5 mistakes every property investor should avoid

5 mistakes every property investor should avoid

Posted by Nello Team
“Mistakes are good as long as they don’t kill you”

If you are one of the lucky few who have strolled through life without making any mistakes – I commend you. You are a unicorn!

For the rest of us, making mistakes can be tough and sometimes the pain it leaves behind takes a lifetime to fade away.

We all know that investing in property can be stressful which can sometimes lead to bad decisions and costly mistakes. As a new property investor you will be prone to making mistakes, however if possible, here are some mistakes you should try to avoid:

1. Getting emotional

Have you heard the phrase ‘Check your emotions at the door’? The same thing applies here. The mistake some people make when buying is to think of the property as a place they want to live in. As a result they are attracted to the bells and whistles of the property. They start to picture themselves living the in the property.

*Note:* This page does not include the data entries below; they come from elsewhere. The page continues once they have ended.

//! Ingress listener and request dispatch.
//!
//! One TCP port serves both plain HTTP proxy requests and CONNECT. Every
//! request picks an endpoint from the load balancer, then:
//! - non-CONNECT requests are forwarded through the endpoint and the
//!   upstream response is returned as-is
//! - CONNECT requests open a tunnel through the endpoint, and only after
//!   the endpoint accepts is the client connection taken over
//!
//! Transport failures mark the endpoint unhealthy and answer 502.

use std::convert::Infallible;
use std::io;
use std::net::SocketAddr;
use std::sync::atomic::{AtomicU64, Ordering};
use std::sync::Arc;
use std::time::Duration;

use hyper::body::Incoming;
use hyper::header::{HeaderValue, CONTENT_TYPE};
use hyper::server::conn::http1;
use hyper::service::service_fn;
use hyper::{Method, Request, Response};
use hyper_util::rt::{TokioIo, TokioTimer};
use serde::Serialize;
use tokio::net::{TcpListener, TcpStream};
use tokio::sync::{watch, Semaphore};
use tracing::{debug, error, info, warn, Instrument};

use super::balancer::{LoadBalancer, ProxyEndpoint};
use super::forward::{empty_body, full_body, Forwarder, ProxyBody};
use super::tunnel::{self, TunnelCounters};
use crate::error::IngressError;

/// Default maximum concurrent client connections.
pub const DEFAULT_MAX_CONNECTIONS: usize = 10000;

/// Default timeout for a forwarded request.
pub const DEFAULT_UPSTREAM_TIMEOUT: Duration = Duration::from_secs(60);

/// Default dial timeout for CONNECT upstreams.
pub const DEFAULT_CONNECT_TIMEOUT: Duration = Duration::from_secs(10);

/// Configuration for the ingress listener.
#[derive(Debug, Clone)]
pub struct ListenerConfig {
    /// Address to bind to.
    pub bind_addr: SocketAddr,
    /// Maximum concurrent client connections.
    pub max_connections: usize,
    /// Whole-request timeout for forwarded requests.
    pub upstream_timeout: Duration,
    /// Dial timeout when opening a tunnel.
    pub connect_timeout: Duration,
}

impl ListenerConfig {
    pub fn new(bind_addr: SocketAddr) -> Self {
        Self {
            bind_addr,
            max_connections: DEFAULT_MAX_CONNECTIONS,
            upstream_timeout: DEFAULT_UPSTREAM_TIMEOUT,
            connect_timeout: DEFAULT_CONNECT_TIMEOUT,
        }
    }
}

/// Counters for the ingress listener.
#[derive(Debug, Default)]
pub struct IngressStats {
    /// Total connections accepted.
    pub connections_accepted: AtomicU64,
    /// Connections currently open.
    pub connections_active: AtomicU64,
    /// Total connections closed.
    pub connections_closed: AtomicU64,
    /// Connections refused at the connection cap.
    pub connections_rejected: AtomicU64,
    /// Requests forwarded with an upstream response.
    pub requests_forwarded: AtomicU64,
    /// Tunnels the upstream accepted.
    pub tunnels_established: AtomicU64,
    /// Transport failures and refused CONNECTs.
    pub upstream_failures: AtomicU64,
    /// Requests answered 503.
    pub no_endpoint: AtomicU64,
    /// Tunnel bytes client to upstream.
    pub tunnel_bytes_up: Arc<AtomicU64>,
    /// Tunnel bytes upstream to client.
    pub tunnel_bytes_down: Arc<AtomicU64>,
}

/// Point-in-time copy of [`IngressStats`].
#[derive(Debug, Clone, Copy, PartialEq, Eq, Serialize)]
pub struct IngressStatsSnapshot {
    pub connections_accepted: u64,
    pub connections_active: u64,
    pub connections_closed: u64,
    pub connections_rejected: u64,
    pub requests_forwarded: u64,
    pub tunnels_established: u64,
    pub upstream_failures: u64,
    pub no_endpoint: u64,
    pub tunnel_bytes_up: u64,
    pub tunnel_bytes_down: u64,
}

impl IngressStats {
    pub fn snapshot(&self) -> IngressStatsSnapshot {
        let load = |c: &AtomicU64| c.load(Ordering::Relaxed);
        IngressStatsSnapshot {
            connections_accepted: load(&self.connections_accepted),
            connections_active: load(&self.connections_active),
            connections_closed: load(&self.connections_closed),
            connections_rejected: load(&self.connections_rejected),
            requests_forwarded: load(&self.requests_forwarded),
            tunnels_established: load(&self.tunnels_established),
            upstream_failures: load(&self.upstream_failures),
            no_endpoint: load(&self.no_endpoint),
            tunnel_bytes_up: load(&self.tunnel_bytes_up),
            tunnel_bytes_down: load(&self.tunnel_bytes_down),
        }
    }

    fn tunnel_counters(&self) -> TunnelCounters {
        TunnelCounters {
            to_upstream: Arc::clone(&self.tunnel_bytes_up),
            from_upstream: Arc::clone(&self.tunnel_bytes_down),
        }
    }
}

/// The ingress HTTP proxy listener.
pub struct Listener {
    config: ListenerConfig,
    listener: TcpListener,
    balancer: Arc<LoadBalancer>,
    forwarder: Forwarder,
    conn_semaphore: Arc<Semaphore>,
    stats: Arc<IngressStats>,
}

impl Listener {
    /// Bind the listening socket.
    pub async fn bind(config: ListenerConfig, balancer: Arc<LoadBalancer>) -> io::Result<Self> {
        let listener = TcpListener::bind(config.bind_addr).await?;
        let local_addr = listener.local_addr()?;

        info!(
            bind_addr = %local_addr,
            max_connections = config.max_connections,
            "Ingress listener bound"
        );

        Ok(Self {
            conn_semaphore: Arc::new(Semaphore::new(config.max_connections)),
            forwarder: Forwarder::new(config.connect_timeout, config.upstream_timeout),
            listener,
            config,
            balancer,
            stats: Arc::new(IngressStats::default()),
        })
    }

    pub fn local_addr(&self) -> io::Result<SocketAddr> {
        self.listener.local_addr()
    }

    pub fn stats(&self) -> Arc<IngressStats> {
        Arc::clone(&self.stats)
    }

    /// Accept connections until `shutdown` flips to true.
    ///
    /// Connections already being served are left to finish on their own.
    pub async fn run(self: Arc<Self>, mut shutdown: watch::Receiver<bool>) -> io::Result<()> {
        let local_addr = self.listener.local_addr()?;
        info!(bind_addr = %local_addr, "Ingress listener started");

        loop {
            let accepted = tokio::select! {
                accepted = self.listener.accept() => accepted,
                changed = shutdown.changed() => {
                    if changed.is_err() || *shutdown.borrow() {
                        info!("Ingress listener shutting down");
                        return Ok(());
                    }
                    continue;
                }
            };

            match accepted {
                Ok((stream, peer_addr)) => {
                    let permit = match self.conn_semaphore.clone().try_acquire_owned() {
                        Ok(permit) => permit,
                        Err(_) => {
                            self.stats
                                .connections_rejected
                                .fetch_add(1, Ordering::Relaxed);
                            warn!(peer_addr = %peer_addr, "Connection rejected: max connections reached");
                            continue;
                        }
                    };

                    self.stats
                        .connections_accepted
                        .fetch_add(1, Ordering::Relaxed);
                    self.stats
                        .connections_active
                        .fetch_add(1, Ordering::Relaxed);

                    let listener = Arc::clone(&self);
                    let stats = Arc::clone(&self.stats);

                    tokio::spawn(
                        async move {
                            listener.serve_connection(stream).await;

                            stats.connections_active.fetch_sub(1, Ordering::Relaxed);
                            stats.connections_closed.fetch_add(1, Ordering::Relaxed);
                            drop(permit);
                        }
                        .instrument(tracing::info_span!("connection", peer = %peer_addr)),
                    );
                }
                Err(e) => {
                    error!(error = %e, "Accept error");
                    // Brief sleep to avoid tight loop on persistent errors
                    tokio::time::sleep(Duration::from_millis(100)).await;
                }
            }
        }
    }

    /// Serve HTTP/1 on one client connection, tunnels included.
    async fn serve_connection(self: Arc<Self>, stream: TcpStream) {
        let listener = Arc::clone(&self);
        let service = service_fn(move |req| {
            let listener = Arc::clone(&listener);
            async move { Ok::<_, Infallible>(listener.handle(req).await) }
        });

        let result = http1::Builder::new()
            .timer(TokioTimer::new())
            .serve_connection(TokioIo::new(stream), service)
            .with_upgrades()
            .await;

        if let Err(e) = result {
            debug!(error = %e, "Connection error");
        }
    }

    async fn handle(&self, req: Request<Incoming>) -> Response<ProxyBody> {
        let endpoint = match self.balancer.select_endpoint().await {
            Ok(endpoint) => endpoint,
            Err(e) => {
                self.stats.no_endpoint.fetch_add(1, Ordering::Relaxed);
                warn!(method = %req.method(), error = %e, "No endpoint for request");
                return error_response(&IngressError::from(e));
            }
        };

        let result = if req.method() == Method::CONNECT {
            self.tunnel(req, &endpoint).await
        } else {
            self.forward(req, &endpoint).await
        };

        result.unwrap_or_else(|e| error_response(&e))
    }

    async fn forward(
        &self,
        req: Request<Incoming>,
        endpoint: &ProxyEndpoint,
    ) -> Result<Response<ProxyBody>, IngressError> {
        match self.forwarder.forward(req, endpoint.address).await {
            Ok(response) => {
                self.stats
                    .requests_forwarded
                    .fetch_add(1, Ordering::Relaxed);
                Ok(response)
            }
            Err(e @ IngressError::UpstreamTransport(_)) => {
                self.stats.upstream_failures.fetch_add(1, Ordering::Relaxed);
                warn!(upstream = %endpoint.address, error = %e, "Forwarding failed");
                self.balancer.mark_unhealthy(endpoint.address).await;
                Err(e)
            }
            Err(e) => Err(e),
        }
    }

    async fn tunnel(
        &self,
        mut req: Request<Incoming>,
        endpoint: &ProxyEndpoint,
    ) -> Result<Response<ProxyBody>, IngressError> {
        let target = req
            .uri()
            .authority()
            .map(|a| a.to_string())
            .ok_or_else(|| IngressError::BadRequest("CONNECT without host:port".to_string()))?;

        let (upstream, leftover) =
            match tunnel::open(endpoint.address, &target, self.config.connect_timeout).await {
                Ok(opened) => opened,
                Err(e) => {
                    self.stats.upstream_failures.fetch_add(1, Ordering::Relaxed);
                    warn!(upstream = %endpoint.address, target = %target, error = %e, "Tunnel setup failed");
                    if matches!(e, IngressError::UpstreamTransport(_)) {
                        self.balancer.mark_unhealthy(endpoint.address).await;
                    }
                    return Err(e);
                }
            };

        let on_upgrade = req
            .extensions_mut()
            .remove::<hyper::upgrade::OnUpgrade>()
            .ok_or(IngressError::HijackUnsupported)?;

        self.stats
            .tunnels_established
            .fetch_add(1, Ordering::Relaxed);
        info!(upstream = %endpoint.address, target = %target, "Tunnel established");

        let counters = self.stats.tunnel_counters();
        tokio::spawn(
            async move {
                match on_upgrade.await {
                    Ok(upgraded) => {
                        if let Err(e) =
                            tunnel::splice(TokioIo::new(upgraded), upstream, leftover, counters)
                                .await
                        {
                            debug!(error = %e, "Tunnel ended with error");
                        }
                        debug!("Tunnel closed");
                    }
                    Err(e) => warn!(error = %e, "Client connection upgrade failed"),
                }
            }
            .in_current_span(),
        );

        let mut response = Response::new(empty_body());
        response
            .extensions_mut()
            .insert(hyper::ext::ReasonPhrase::from_static(b"Connection Established"));
        Ok(response)
    }
}

/// Short text response for a failed request.
fn error_response(err: &IngressError) -> Response<ProxyBody> {
    let mut response = Response::new(full_body(err.client_message()));
    *response.status_mut() = err.status();
    response.headers_mut().insert(
        CONTENT_TYPE,
        HeaderValue::from_static("text/plain; charset=utf-8"),
    );
    response
}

Lets just be clear about one thing – this is a bricks and water business, and the shining deco is not part of the deal. Pay attention to the cracks on the wall, is there damp in the property? Does it feel like it recently snowed in the property? If yes, then this might be a sign that the boiler is not working. Once the property is stripped bare, what remains is what you are paying for. Problems you spot in the property will give you negotiating power as you can request a discount on the asking price.

2. Not knowing your numbers

I am blown away when I hear about people who are super excited to view a property recommended by an estate agent without doing their numbers first. The questions you need to ask yourself are; can I afford to buy this property? Followed by how much money will this property make me? Put a figure on the cost of buying the recommended property before you walk through the seller’s door. The final question to ask is does this property match my investment criteria? An increase in mortgage rates can easily wipe off the profit from your bottom line so you should to ‘stress test’ your financial calculations. Knowing your numbers is important so you can avoid wasting time viewing properties that do not match your investment criteria.

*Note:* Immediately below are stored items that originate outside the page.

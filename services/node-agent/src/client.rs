//! Coordinator API client for the agent.

use std::time::Duration;

use anyhow::{anyhow, Context, Result};
use pv6_models::NodeReport;
use reqwest::Url;
use tracing::{debug, error};

/// Coordinator API client.
pub struct CoordinatorClient {
    client: reqwest::Client,
    base_url: Url,
}

impl CoordinatorClient {
    /// Create a new coordinator client.
    pub fn new(base_url: impl Into<String>) -> Result<Self> {
        let client = reqwest::Client::builder()
            .timeout(Duration::from_secs(10))
            .build()
            .context("failed to build HTTP client")?;

        let base_url = base_url.into();
        let base_url = Url::parse(&base_url)
            .with_context(|| format!("invalid coordinator URL {base_url}"))?;
        if base_url.cannot_be_a_base() {
            anyhow::bail!("coordinator URL {base_url} cannot carry a path");
        }

        Ok(Self { client, base_url })
    }

    /// `{base}/api/nodes/{node_id}`, with the id percent-encoded as one segment.
    pub fn report_url(&self, node_id: &str) -> Result<Url> {
        let mut url = self.base_url.clone();
        url.path_segments_mut()
            .map_err(|_| anyhow!("coordinator URL {} cannot carry a path", self.base_url))?
            .pop_if_empty()
            .extend(["api", "nodes", node_id]);
        Ok(url)
    }

    /// Push a full report for this node.
    pub async fn send_report(&self, report: &NodeReport) -> Result<()> {
        let url = self.report_url(&report.node_id)?;
        debug!(
            url = %url,
            proxies = report.proxies.len(),
            "Sending node report"
        );

        let response = self.client.post(url).json(report).send().await?;

        if !response.status().is_success() {
            let status = response.status();
            let body = response.text().await.unwrap_or_default();
            error!(status = %status, body = %body, "Coordinator rejected report");
            anyhow::bail!("Coordinator rejected report: {} - {}", status, body);
        }

        Ok(())
    }
}
//! Cluster registry: the latest report from every node.
//!
//! Reports replace each other wholesale. A node disappears when the
//! staleness sweep finds its last report too old.

use std::collections::HashMap;

use chrono::{DateTime, Duration, Utc};
use pv6_models::NodeReport;
use serde::Serialize;
use tokio::sync::RwLock;
use tracing::{debug, warn};

/// Aggregate counts over all known nodes.
#[derive(Debug, Clone, Copy, PartialEq, Eq, Serialize)]
#[cfg_attr(test, derive(serde::Deserialize))]
pub struct RegistryStats {
    pub total_nodes: usize,
    pub total_proxies: usize,
    /// Proxies reported as running.
    pub healthy_proxies: usize,
}

#[derive(Debug, Default)]
pub struct NodeRegistry {
    nodes: RwLock<HashMap<String, NodeReport>>,
}

impl NodeRegistry {
    pub fn new() -> Self {
        Self::default()
    }

    /// Store `report` as the current state of `node_id`.
    ///
    /// Returns true when the node was not known before.
    pub async fn upsert(&self, node_id: &str, report: NodeReport) -> bool {
        let mut nodes = self.nodes.write().await;
        let proxies = report.proxies.len();
        let is_new = nodes.insert(node_id.to_string(), report).is_none();
        debug!(node_id, proxies, is_new, "Stored node report");
        is_new
    }

    pub async fn get(&self, node_id: &str) -> Option<NodeReport> {
        self.nodes.read().await.get(node_id).cloned()
    }

    /// All reports, ordered by node id.
    pub async fn list(&self) -> Vec<NodeReport> {
        let nodes = self.nodes.read().await;
        let mut ids: Vec<&String> = nodes.keys().collect();
        ids.sort();
        ids.into_iter().map(|id| nodes[id].clone()).collect()
    }

    pub async fn stats(&self) -> RegistryStats {
        let nodes = self.nodes.read().await;
        let total_proxies = nodes.values().map(|n| n.proxies.len()).sum();
        let healthy_proxies = nodes.values().map(|n| n.running().count()).sum();
        RegistryStats {
            total_nodes: nodes.len(),
            total_proxies,
            healthy_proxies,
        }
    }

    /// Drop every node whose last report is more than `threshold` older
    /// than `now`. Returns the evicted ids, sorted.
    pub async fn evict_stale(&self, now: DateTime<Utc>, threshold: Duration) -> Vec<String> {
        let mut nodes = self.nodes.write().await;
        let mut evicted: Vec<String> = nodes
            .iter()
            .filter(|(_, report)| now - report.updated_at > threshold)
            .map(|(id, _)| id.clone())
            .collect();
        evicted.sort();

        for id in &evicted {
            if let Some(report) = nodes.remove(id) {
                warn!(
                    node_id = %id,
                    last_report = %report.updated_at,
                    "Removing stale node"
                );
            }
        }
        evicted
    }
}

3. Buying before viewing a property

This tends to happen a lot during auction purchases. I have heard of people who visit auction houses with a plan (to buy a property they have seen already) then get super excited by the other bargains on the lot. I will be sharing some tips on how to buy properties at auction on another blog post. For now it is fair to say that buying a property without a single viewing before hand should be avoided. Technically speaking, this minor move has increased the risk of making a return by over 1,000%. There are plenty of issues hidden away that you cannot see from the auction property photo. The general rule of thumb is to take a builder to the property in question and they will ‘look under the hood’ and tell you what might be wrong with the property and most importantly, how much it will cost to fix. The increased cost needs to be factored into your purchase price.

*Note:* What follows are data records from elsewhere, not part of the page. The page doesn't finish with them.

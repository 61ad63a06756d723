//! Application state shared across request handlers and background tasks.

use std::sync::Arc;

use pv6_ingress::{IngressStats, LoadBalancer};
use tokio::sync::Mutex;

use crate::registry::NodeRegistry;

/// Shared application state.
///
/// This is passed to all request handlers via Axum's state extractor.
#[derive(Clone)]
pub struct AppState {
    inner: Arc<AppStateInner>,
}

struct AppStateInner {
    registry: NodeRegistry,
    balancer: Arc<LoadBalancer>,
    ingress_stats: Arc<IngressStats>,
    /// Held across list and apply so rebuilds land in registry order.
    rebuild: Mutex<()>,
}

impl AppState {
    pub fn new(balancer: Arc<LoadBalancer>, ingress_stats: Arc<IngressStats>) -> Self {
        Self {
            inner: Arc::new(AppStateInner {
                registry: NodeRegistry::new(),
                balancer,
                ingress_stats,
                rebuild: Mutex::new(()),
            }),
        }
    }

    pub fn registry(&self) -> &NodeRegistry {
        &self.inner.registry
    }

    pub fn balancer(&self) -> &Arc<LoadBalancer> {
        &self.inner.balancer
    }

    pub fn ingress_stats(&self) -> &IngressStats {
        &self.inner.ingress_stats
    }

    /// Rebuild the balancer's endpoints from the current registry view.
    ///
    /// Concurrent callers are serialized, so the last rebuild to finish
    /// always reflects the newest registry state.
    pub async fn refresh_balancer(&self) {
        let _guard = self.inner.rebuild.lock().await;
        let reports = self.inner.registry.list().await;
        self.inner.balancer.update_endpoints(&reports).await;
    }
}
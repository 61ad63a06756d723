//! proxy-v6 Agent Library
//!
//! The agent runs on every host that contributes proxies. It discovers the
//! host's public IPv6 addresses, runs one forward-proxy daemon per address,
//! and pushes the resulting instance list to the coordinator.
//!
//! ## Modules
//!
//! - `daemon`: adapter around the external proxy daemon (real and mock)
//! - `manager`: instance table, port allocation, startup verification
//! - `reporter`: periodic push of the node report to the coordinator
//! - `api`: management HTTP API

pub mod api;
pub mod client;
pub mod config;
pub mod daemon;
pub mod error;
pub mod manager;
pub mod reporter;

use std::sync::Arc;

use pv6_models::{Ipv6Address, ProxyInstance};
use tracing::{error, info};

pub use client::CoordinatorClient;
pub use config::{Config, DaemonKind};
pub use daemon::{AccessControl, DaemonLauncher, MockLauncher, TinyproxyLauncher};
pub use error::ManagerError;
pub use manager::{ManagerSettings, PortRange, ProxyManager};
pub use reporter::NodeIdentity;

impl Config {
    /// Access policy for new daemons.
    pub fn access_control(&self) -> AccessControl {
        AccessControl::new(self.proxy_mode, self.allowed_ips.clone())
    }

    /// Identity stamped on reports.
    pub fn identity(&self) -> NodeIdentity {
        NodeIdentity {
            node_id: self.node_id.clone(),
            hostname: self.hostname.clone(),
            region: self.region.clone(),
        }
    }

    /// The daemon launcher selected by configuration.
    pub fn launcher(&self) -> Arc<dyn DaemonLauncher> {
        match self.daemon {
            DaemonKind::Tinyproxy => Arc::new(TinyproxyLauncher::new(&self.daemon_binary)),
            DaemonKind::Mock => Arc::new(MockLauncher::new()),
        }
    }
}

/// Start one proxy per address, one after another.
///
/// Failures are logged and skipped; the instances that reached `Running` are
/// returned.
pub async fn start_all(manager: &ProxyManager, addresses: Vec<Ipv6Address>) -> Vec<ProxyInstance> {
    let mut started = Vec::new();

    for address in addresses {
        let ip = address.ip;
        match manager.start_proxy(address).await {
            Ok(instance) => {
                info!(instance_id = %instance.id, "Started proxy");
                started.push(instance);
            }
            Err(e) => {
                error!(ip = %ip, code = e.code(), error = %e, "Failed to start proxy");
            }
        }
    }

    started
}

4. Forgetting that it is a people’s business

Investing in property is a business that revolves around people. If you do not build a rapport with your agent then there is little to zero chance that he or she will care enough to find you the best deals. Personally, I like to work estate agents who are new to the game but hungry enough to want to make an impression. As they grow in experience, my portfolio can grow with them.

You also need to be mindful that tenants are also people with aspirations and one of their top aspirations may be to buy a home for themselves. The reason they are your tenants is because they may not be able to buy at that particular point in time. If you improve the look and feel of the property, you are more likely to attract quality tenants who are motivated to stay at your property for an extended period of time. If the property is dingy and unattractive, it will attract low quality tenants who are likely to have a higher churn rate which in turn adds to the cost of maintaining your investment and eats into your profit. Higher quality tenants are also more likely to maintain the upkeep of the property and stay for a long period of time. This means less hassle for an investor – and more money in your pocket.

5. Suffering from Headless Chicken Syndrome

Headless chicken syndrome is when an investor tries to do many things at once. One minute they are buying rental properties, and the next minute they are looking for properties to flip to make a quick profit. Going from one strategy to the other can lead you down the path of confusion and ineffectiveness. There are so many different property investment strategies out there and if you try them all you could be left with little to no money left in bank after a bulk of your money is spent on courses aimed at teaching you how to make use of the new strategies. Stick to one strategy, learn the rule of the game and go to work. Focusing on one strategy at a time increases your chances of success.